Side: エミリオ
ミヤビも、ネーヴェも、見つからなかった。
街中を探したエミリオは一旦サボル家に戻り、自分の護衛の騎士をかき集め、外に出た。
「殿下、どこへ?!」
「サボル侯爵に伝えておけ。そなたは約束を破り、ネーヴェを連れて来なかったどころか、屋敷の警備を
使用人は真っ青になっているが、エミリオは構わず強引に出立した。
「ラニエリ、この辺りに、使えそうな貴族はいるか?」
「……サボル侯爵と仲が悪いのは、チェリテ伯爵でしょうか」
宰相ラニエリの助言に従い、エミリオはチェリテ伯爵を訪問することにした。
使いも先触れも出さずに、直接の訪問だ。
「で、殿下。
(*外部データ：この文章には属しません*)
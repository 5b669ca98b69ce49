use super::{AccessError, RelationalAccess, RequestScope, Row, Statement};
use std::{collections::VecDeque, sync::Mutex};

/// Useful for testing stores without a database.
///
/// Responses are scripted up front and handed out in order, one per
/// statement. Every statement is recorded so tests can inspect the
/// generated SQL and binds.
pub struct FakeRelationalAccess {
    responses: Mutex<VecDeque<Scripted>>,
    statements: Mutex<Vec<Statement>>,
}

#[derive(Debug)]
enum Scripted {
    Rows(Vec<Row>),
    Affected(u64),
    Error(AccessError),
}

impl FakeRelationalAccess {
    pub fn new() -> Self {
        Self {
            responses: Mutex::new(VecDeque::new()),
            statements: Mutex::new(Vec::new()),
        }
    }

    fn script(&self, response: Scripted) -> &Self {
        self.responses.lock().unwrap().push_back(response);
        self
    }

    pub fn push_row(&self, row: Row) -> &Self {
        self.script(Scripted::Rows(vec![row]))
    }

    /// An empty `rows` makes the next `fetch_one` fail with `AccessError::NoRows`
    pub fn push_rows(&self, rows: Vec<Row>) -> &Self {
        self.script(Scripted::Rows(rows))
    }

    pub fn push_affected(&self, count: u64) -> &Self {
        self.script(Scripted::Affected(count))
    }

    pub fn push_error(&self, err: AccessError) -> &Self {
        self.script(Scripted::Error(err))
    }

    /// All statements received so far, in order
    pub fn statements(&self) -> Vec<Statement> {
        self.statements.lock().unwrap().clone()
    }

    pub fn last_statement(&self) -> Option<Statement> {
        self.statements.lock().unwrap().last().cloned()
    }

    fn next(&self, stmt: Statement) -> Result<Scripted, AccessError> {
        let label = stmt.label;
        self.statements.lock().unwrap().push(stmt);
        self.responses.lock().unwrap().pop_front().ok_or_else(|| {
            AccessError::Database(sqlx::Error::Protocol(format!(
                "No scripted response for statement `{}`",
                label
            )))
        })
    }
}

impl Default for FakeRelationalAccess {
    fn default() -> Self {
        Self::new()
    }
}

fn unexpected(label: &str, got: &Scripted) -> AccessError {
    AccessError::Database(sqlx::Error::Protocol(format!(
        "Statement `{}` received unexpected scripted response: {:?}",
        label, got
    )))
}

#[async_trait::async_trait]
impl RelationalAccess for FakeRelationalAccess {
    async fn fetch_one(&self, scope: &RequestScope, stmt: Statement) -> Result<Row, AccessError> {
        let label = stmt.label;
        let scripted = self.next(stmt)?;
        scope
            .run(async move {
                match scripted {
                    Scripted::Rows(rows) => rows.into_iter().next().ok_or(AccessError::NoRows),
                    Scripted::Error(e) => Err(e),
                    other => Err(unexpected(label, &other)),
                }
            })
            .await
    }

    async fn fetch_all(
        &self,
        scope: &RequestScope,
        stmt: Statement,
    ) -> Result<Vec<Row>, AccessError> {
        let label = stmt.label;
        let scripted = self.next(stmt)?;
        scope
            .run(async move {
                match scripted {
                    Scripted::Rows(rows) => Ok(rows),
                    Scripted::Error(e) => Err(e),
                    other => Err(unexpected(label, &other)),
                }
            })
            .await
    }

    async fn execute(&self, scope: &RequestScope, stmt: Statement) -> Result<u64, AccessError> {
        let label = stmt.label;
        let scripted = self.next(stmt)?;
        scope
            .run(async move {
                match scripted {
                    Scripted::Affected(count) => Ok(count),
                    Scripted::Error(e) => Err(e),
                    other => Err(unexpected(label, &other)),
                }
            })
            .await
    }
}

#[cfg(test)]
mod tests {
    use super::*;

    #[tokio::test]
    async fn hands_out_responses_in_order() {
        let db = FakeRelationalAccess::new();
        db.push_row(Row::new().with("id", 1i64)).push_affected(3);
        let scope = RequestScope::new();

        let row = db
            .fetch_one(&scope, Statement::new("first", "SELECT 1"))
            .await
            .unwrap();
        assert_eq!(row.get::<i64>("id").unwrap(), 1);
        let affected = db
            .execute(&scope, Statement::new("second", "UPDATE x"))
            .await
            .unwrap();
        assert_eq!(affected, 3);

        let labels: Vec<_> = db.statements().iter().map(|s| s.label).collect();
        assert_eq!(labels, vec!["first", "second"]);
    }

    #[tokio::test]
    async fn empty_rows_is_no_rows_for_fetch_one() {
        let db = FakeRelationalAccess::new();
        db.push_rows(vec![]);
        let res = db
            .fetch_one(&RequestScope::new(), Statement::new("find", "SELECT 1"))
            .await;
        assert!(matches!(res, Err(AccessError::NoRows)));
    }

    #[tokio::test]
    async fn unscripted_statement_fails() {
        let db = FakeRelationalAccess::new();
        let res = db
            .fetch_all(&RequestScope::new(), Statement::new("find", "SELECT 1"))
            .await;
        assert!(matches!(res, Err(AccessError::Database(_))));
    }

    #[tokio::test]
    async fn honors_cancelled_scope() {
        let db = FakeRelationalAccess::new();
        db.push_affected(1);
        let scope = RequestScope::new();
        scope.cancel();
        let res = db.execute(&scope, Statement::new("update", "UPDATE x")).await;
        assert!(matches!(res, Err(AccessError::Cancelled)));
    }
}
当家へのご訪問、とても光栄に存じます」
「チェリテ伯爵、あなたの行動によっては、さらなる栄誉を与えよう」
エミリオは、彼に命令を下す。
「今すぐ兵を動かし、クラヴィーアへ進軍するのだ!」
「なんと?!」
「私の元婚約者ネーヴェが反乱を起こそうとしている。よってクラヴィーア伯爵を征伐する必要がある。サボル侯爵にネーヴェの引き渡しを命じたが、奴は私の命に従わなかった。ネーヴェを庇っているとみなし、同罪とする!」
「で、ではリグリス州は……」
「あなたの活躍次第では、サボル侯爵から取り上げた領地を与えることも出来るだろう」
「おお!」
餌を目の前にちらつかせると、命令に戸惑っていたチェリテ伯爵は、急に乗り気になった。
「殿下に、私の忠誠をお見せしましょうぞ」
「期待している」
チェリテ伯爵は、侯爵と違い、言うことを聞きそうだ。
今度こそ、ネーヴェに罰を与えられると、エミリオは思った。
「……では、私は聖女様の探索をしながら、先に王都に帰ります」
「頼んだぞ、ラニエリ」
宰相ラニエリは、仕事もあるからと、王都に戻りたがっていた。
ミヤビの行方も気になるが、エミリオがここで王子の旗を掲げて進軍すれば目立つので、彼女の方から戻って来てくれる可能性も高い。
聖女ミヤビが戻り、悪女ネーヴェを捕らえれば、災厄の魔物は去り、全て丸く収まる。そうに違いない、と彼は自分に言い聞かせる。王子とは言え、国王に無断で兵を挙げる事は叱責されかねない。しかし、エミリオはそれらの懸念より、目の前の分かりやすい標的を追うことに腐心した。